Manuel Villa
Lunes, 13 de octubre de 2008
Se insinúa, otra vez, la fantasía del derrumbe que se pretende ha de seguir a una crisis mayor del capitalismo. Esta ilusión, recurrente de las izquierdas, parece moverles excitantemente al entusiasmo. La reiterada experiencia de la capacidad del sistema para llevar a la descomposición parte de sus segmentos y regenerarse en otros nuevos cíclicamente, parece tenerles sin cuidado.
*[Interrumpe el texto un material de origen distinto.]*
use btcturk::core::config::ExchangeConfig;
use btcturk::{build_connector, AccountInfo, MarketDataSource};
use tracing::{error, info};
use tracing_subscriber::EnvFilter;

#[tokio::main]
async fn main() -> anyhow::Result<()> {
    tracing_subscriber::fmt()
        .with_env_filter(EnvFilter::try_from_default_env().unwrap_or_else(|_| "info".into()))
        .init();

    // BTCTURK_API_KEY / BTCTURK_API_SECRET enable the private calls below
    #[cfg(feature = "env-file")]
    let config = ExchangeConfig::from_env_file("BTCTURK")?;
    #[cfg(not(feature = "env-file"))]
    let config = ExchangeConfig::from_env("BTCTURK")?;
    let authenticated = config.has_credentials();
    let btcturk = build_connector(config)?;

    let ticker = btcturk.get_pair(Some("BTC-TRY")).await?;
    info!("BTC-TRY ticker: {}", ticker);

    let book = btcturk.get_order_book("BTC-TRY", Some(5)).await?;
    info!("BTC-TRY order book: {}", book);

    if authenticated {
        match btcturk.get_account_balance().await {
            Ok(balances) => info!("Balances: {}", balances),
            Err(e) => error!("Error fetching balances: {}", e),
        }
    } else {
        info!("No credentials configured, skipping private endpoints");
    }

    // Example order (commented out for safety)
    /*
    let response = btcturk
        .submit_limit_order(
            "BTC-TRY",
            btcturk::OrderSide::Buy,
            "100000".parse()?,
            "0.01".parse()?,
        )
        .await?;
    info!("Order placed: {}", response);
    */

    Ok(())
}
Más entusiasmante resulta esta ilusión catastrofista en el marco de la izquierda mexicana.
Se reitera lo que aquí ya se había planteado: la incapacidad de los sectores del espectro radical antisistema para entender el contexto y plantear estrategias de acción realistas y responsables; actitud recurrente durante todo el siglo XX mexicano y, según se ve, firmemente retomada en los días que corren. En esta última fase neoliberal y globalizada, el amplio espectro que va del centro izquierda hasta el radicalismo, nunca consiguió ver con claridad la situación nacional. La parte más oscura de sus puntos de vista se revela en su extremo provincianismo frente a una realidad en la que lo internacional, la apertura al flujo de corrientes, procesos y fenómenos entre países, resultan claves fundamentales. Por el contrario -y esto no sólo en México sino en toda Latinoamérica-, recurrieron al nacionalismo con tonos hasta étnicos y, en el límite, populacheros, como en el lopismo-perredismo.
Durante el siglo XX las izquierdas, en México principalmente, nunca quisieron entender el nacionalismo; cuando tenía sentido y valor político, lo denunciaron como reaccionario, con su inagotable gusto por el maniqueísmo. En su lugar, enarbolaron un pretendido internacionalismo proletario o formas más o menos aproximadas de ello. Cuando se habló oportunamente -porque era una modalidad promisoria en muchos países-, de un frente nacional de sectores nacionalistas del capital y de otras fuerzas populares, los radicales rechazaron la opción; más todavía, el izquierdismo apegado a las líneas estalinistas. La Revolución Cubana resultó la mejor vitamina para renovar y fortalecer el nebuloso internacionalismo. Como se vería al final de los años ochenta del pasado siglo, el internacionalismo de las izquierdas se diluyó en la nada, y nada supieron hacer frente al nuevo internacionalismo de la globalidad, éste sí muy terrenal y efectivo. Por el contrario, más hundidos en las trampas del pasado, ahora se tornaron nacionalistas, cerrados, duros; López Obrador abanderaría hasta la estulticia el nacionalismo viejo y carente de horizonte.
Ahora acaban de dar muestra de su estrechez de perspectiva. La ocasión de la entrega de la Medalla Belisario Domínguez por el Senado de la República, les abrió la oportunidad en dos sentidos: ya fuera -como lo indicó en estas páginas Carlos Ramírez- reconciliándose con su pasado, postulando a uno de los verdaderos luchadores, a un insigne de la contienda política desde el lado de los trabajadores y los desposeídos; o bien, se agrega aquí, optando por un personaje de la nación que indicara las señales de futuro en beneficio de la reintegración de fines colectivos, precisamente lo que no ha sabido conseguir el gobierno de Felipe Calderón.
Por el contrario, optaron por el inmediatismo, por su icono de culto en el escenario mediático. Que la comunidad del periodismo tenga sus figuras egregias -que siempre lo serán parciales dado su sano pluralismo- es algo respetable y legítimo. Pero en este caso ni de eso se trataba. La cobertura de la ceremonia de entrega de la Medalla Belisario Domínguez así lo testimonia en las notas interiores, discretas a todas luces.
Es que no se postulaba a un personaje, hombre o mujer, de convergencia nacional, sino al descollante dentro de la capilla izquierdista. Abusando, además, de los avatares de la condición humana. Así, frente a un mundo que vibra en fuerte y amplio sentido internacional, las izquierdas y sus intelectuales apenas si vibran desde el pequeño espacio del provincianismo.
Si se reflexiona con el rigor y la frialdad que postulan esos sectores de la prensa, lo que aparece es la desventura de una izquierda sin horizonte, autocomplaciente, que nada ofrece a la nación, pero que toma de ella recompensas para los suyos.